Collectively, these analyses indicate that instigating GRN-expressing Sca1+cKit– hematopoietic cells recruited to sites in which responding tumor cells reside function to induce a local inflammatory response and remodel the extracellular milieu through paracrine interactions with resident fibroblasts. The resulting transdifferentiation of the latter into myofibroblasts appears to contribute in a major way to enabling the growth of tumors that would otherwise remain indolent.
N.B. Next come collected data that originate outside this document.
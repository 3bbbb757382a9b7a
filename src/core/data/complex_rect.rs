use crate::core::data::complex::Complex;
use std::error::Error;
use std::fmt;

#[derive(Debug, Copy, Clone, PartialEq)]
pub enum ComplexRectError {
    InvalidSize { width: f64, height: f64 },
    NonFinite { min: Complex, max: Complex },
}

impl fmt::Display for ComplexRectError {
    fn fmt(&self, f: &mut fmt::Formatter<'_>) -> fmt::Result {
        match self {
            Self::InvalidSize { width, height } => {
                write!(
                    f,
                    "complex rect size must be positive: {}x{}",
                    width, height
                )
            }
            Self::NonFinite { min, max } => {
                write!(
                    f,
                    "complex rect bounds must be finite: real [{}, {}], imag [{}, {}]",
                    min.real, max.real, min.imag, max.imag
                )
            }
        }
    }
}

impl Error for ComplexRectError {}

/// Axis-aligned region of the complex plane with strictly ordered bounds.
///
/// `min` holds the smallest real and imaginary parts, `max` the largest. Both
/// axes have a strictly positive extent, which keeps the pixel mapping
/// invertible.
#[derive(Debug, Copy, Clone, PartialEq)]
pub struct ComplexRect {
    min: Complex,
    max: Complex,
}

impl ComplexRect {
    pub fn new(min: Complex, max: Complex) -> Result<Self, ComplexRectError> {
        if !min.is_finite() || !max.is_finite() {
            return Err(ComplexRectError::NonFinite { min, max });
        }

        let width = max.real - min.real;
        let height = max.imag - min.imag;

        if width <= 0.0 || height <= 0.0 {
            return Err(ComplexRectError::InvalidSize { width, height });
        }

        Ok(Self { min, max })
    }

    /// Builds a rect from two opposite corners given in any order.
    pub fn from_corners(a: Complex, b: Complex) -> Result<Self, ComplexRectError> {
        Self::new(
            Complex::new(a.real.min(b.real), a.imag.min(b.imag)),
            Complex::new(a.real.max(b.real), a.imag.max(b.imag)),
        )
    }

    pub fn min(&self) -> Complex {
        self.min
    }

    pub fn max(&self) -> Complex {
        self.max
    }

    #[must_use]
    pub fn width(&self) -> f64 {
        self.max.real - self.min.real
    }

    #[must_use]
    pub fn height(&self) -> f64 {
        self.max.imag - self.min.imag
    }

    pub fn center(&self) -> Complex {
        Complex::new(
            (self.min.real + self.max.real) / 2.0,
            (self.min.imag + self.max.imag) / 2.0,
        )
    }

    /// Real extent over imaginary extent.
    pub fn aspect_ratio(&self) -> f64 {
        self.width() / self.height()
    }

    #[must_use]
    pub fn contains_point(&self, point: Complex) -> bool {
        self.min.real <= point.real
            && self.min.imag <= point.imag
            && self.max.real >= point.real
            && self.max.imag >= point.imag
    }
}

impl fmt::Display for ComplexRect {
    fn fmt(&self, f: &mut fmt::Formatter<'_>) -> fmt::Result {
        write!(
            f,
            "real [{}, {}] imag [{}, {}]",
            self.min.real, self.max.real, self.min.imag, self.max.imag
        )
    }
}
use crate::core::data::complex::Complex;
use crate::core::data::complex_rect::{ComplexRect, ComplexRectError};
use crate::core::data::pixel_rect::{PixelRect, PixelRectError};
use crate::core::data::viewport::Viewport;
use crate::core::fractals::escape_time::{EscapeTimeKernel, EscapeTimeKernelError};
use crate::core::fractals::fractal_kinds::FractalKinds;
use crate::core::fractals::fractal_variant::FractalVariant;
use std::error::Error;
use std::fmt;

pub const DEFAULT_PIXEL_WIDTH: u32 = 1000;
pub const DEFAULT_PIXEL_HEIGHT: u32 = 1000;

#[derive(Debug, Clone, PartialEq)]
pub enum ConfigError {
    PixelRect(PixelRectError),
    InitialBounds(ComplexRectError),
    MissingJuliaConstant,
    Kernel(EscapeTimeKernelError),
}

impl fmt::Display for ConfigError {
    fn fmt(&self, f: &mut fmt::Formatter<'_>) -> fmt::Result {
        match self {
            Self::PixelRect(err) => write!(f, "invalid output size: {}", err),
            Self::InitialBounds(err) => write!(f, "invalid initial bounds: {}", err),
            Self::MissingJuliaConstant => write!(f, "a Julia fractal needs a constant"),
            Self::Kernel(err) => write!(f, "invalid fractal parameters: {}", err),
        }
    }
}

impl Error for ConfigError {
    fn source(&self) -> Option<&(dyn Error + 'static)> {
        match self {
            Self::PixelRect(err) => Some(err),
            Self::InitialBounds(err) => Some(err),
            Self::Kernel(err) => Some(err),
            Self::MissingJuliaConstant => None,
        }
    }
}

impl From<PixelRectError> for ConfigError {
    fn from(err: PixelRectError) -> Self {
        Self::PixelRect(err)
    }
}

impl From<ComplexRectError> for ConfigError {
    fn from(err: ComplexRectError) -> Self {
        Self::InitialBounds(err)
    }
}

impl From<EscapeTimeKernelError> for ConfigError {
    fn from(err: EscapeTimeKernelError) -> Self {
        Self::Kernel(err)
    }
}

/// Unvalidated real and imaginary bounds of the first view.
#[derive(Debug, Clone, Copy, PartialEq)]
pub struct PlaneBounds {
    pub min_real: f64,
    pub max_real: f64,
    pub min_imag: f64,
    pub max_imag: f64,
}

impl Default for PlaneBounds {
    fn default() -> Self {
        Self {
            min_real: -2.0,
            max_real: 2.0,
            min_imag: -2.0,
            max_imag: 2.0,
        }
    }
}

impl PlaneBounds {
    pub fn to_complex_rect(self) -> Result<ComplexRect, ComplexRectError> {
        ComplexRect::new(
            Complex::new(self.min_real, self.min_imag),
            Complex::new(self.max_real, self.max_imag),
        )
    }
}

/// Construction-time options of a fractal session.
///
/// Nothing here is defaulted silently once set: [`FractalConfig::validate`]
/// rejects a zero size, bad bounds and a Julia variant without a usable
/// constant.
#[derive(Debug, Clone, Copy, PartialEq)]
pub struct FractalConfig {
    pub pixel_width: u32,
    pub pixel_height: u32,
    pub variant: FractalKinds,
    /// Only read when `variant` is Julia.
    pub julia_constant: Option<Complex>,
    pub initial_bounds: PlaneBounds,
}

impl Default for FractalConfig {
    fn default() -> Self {
        Self {
            pixel_width: DEFAULT_PIXEL_WIDTH,
            pixel_height: DEFAULT_PIXEL_HEIGHT,
            variant: FractalKinds::Mandelbrot,
            julia_constant: None,
            initial_bounds: PlaneBounds::default(),
        }
    }
}

impl FractalConfig {
    #[must_use]
    pub fn julia(constant: Complex) -> Self {
        Self {
            variant: FractalKinds::Julia,
            julia_constant: Some(constant),
            ..Self::default()
        }
    }

    pub fn validate(&self) -> Result<(), ConfigError> {
        self.viewport()?;
        self.kernel()?;

        Ok(())
    }

    pub fn viewport(&self) -> Result<Viewport, ConfigError> {
        let pixel_rect = PixelRect::new(self.pixel_width, self.pixel_height)?;
        let region = self.initial_bounds.to_complex_rect()?;

        Ok(Viewport::new(region, pixel_rect))
    }

    pub fn fractal_variant(&self) -> Result<FractalVariant, ConfigError> {
        match self.variant {
            FractalKinds::Mandelbrot => Ok(FractalVariant::Mandelbrot),
            FractalKinds::Julia => self
                .julia_constant
                .map(|constant| FractalVariant::Julia { constant })
                .ok_or(ConfigError::MissingJuliaConstant),
        }
    }

    pub fn kernel(&self) -> Result<EscapeTimeKernel, ConfigError> {
        Ok(EscapeTimeKernel::new(self.fractal_variant()?)?)
    }
}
GRN expression is correlated with aggressive tumor subtypes and poor survival of breast cancer patients. In the context of cancer pathogenesis, GRN has been described as an autocrine growth factor that is expressed by tumor epithelial cells and enhances tumorigenicity in vitro and in vivo (38–42). Nevertheless, the consequences of GRN expression and its relevance to breast cancer tumor types and patient survival have been unclear.
Accordingly, we analyzed GRN expression in tissue microarrays (TMA) assembled from tumors arising in a cohort of 144 patients diagnosed with breast cancers of various grades, stages, receptor status, and subtypes (Supplemental Table 1). To do so, we used 3 different antibodies to GRN protein: CAB019394, HPA028747, and HPA008763. HPA antibodies were specifically generated and used for protein profiling as part of the Human Protein Atlas effort ( http://www.proteinatlas.org) (43). All tissues were analyzed in a blinded fashion with nonbiased acquisition of expression results. For each antibody, we performed CellProfiler image analysis to calculate the total area of each tissue section that was occupied by high GRN staining (highest intensity of positive GRN staining; Supplemental Figure 7).
The absolute values of GRN staining area among the 3 different antibodies, while not identical, were in good agreement (Supplemental Figure 8A). Statistical analyses revealed that the extent of high GRN staining was positively correlated with tumor size (P < 0.038) for all 3 antibodies and with grade for 2 of the 3 antibodies (P < 0.001), but not with nodal stage for any of the antibodies tested (Table 2 and Supplemental Figure 8B). GRN expression was also significantly correlated with histological and molecular subtypes of breast cancer. Specifically, high GRN expression negatively correlated with the luminal A subtype and positively correlated with triple negative and basal-like breast cancer subtypes for all 3 of the antibodies we tested (Table 2 and Supplemental Figure 8B).
Further analysis of the tissues stained with the HPA028747 antibody indicated that high GRN expression was positively correlated with the proliferation index, as indicated by Ki67 positivity (P = 0.001), while being negatively correlated with ER (P = 0.004) and PR status (P = 0.017; Table 2). GRN expression was strongly correlated with the triple-negative/basal-like breast tumor subtypes (P = 0.001; Table 2). In fact, 100% of the triple-negative/basal-like tumors expressed high GRN levels, while only 16% of the luminal tumors displayed similar levels of GRN expression (Figure 7A). In this case, breast cancer patients with tumors that were positive for GRN staining showed significantly worse outcome in overall survival (HPA028747, P = 0.038; Figure 7B). Together, these observations are in accord with reports that patients with triple-negative tumors have worse outcome, distinctive patterns of relapse, and reduced survival (44–46).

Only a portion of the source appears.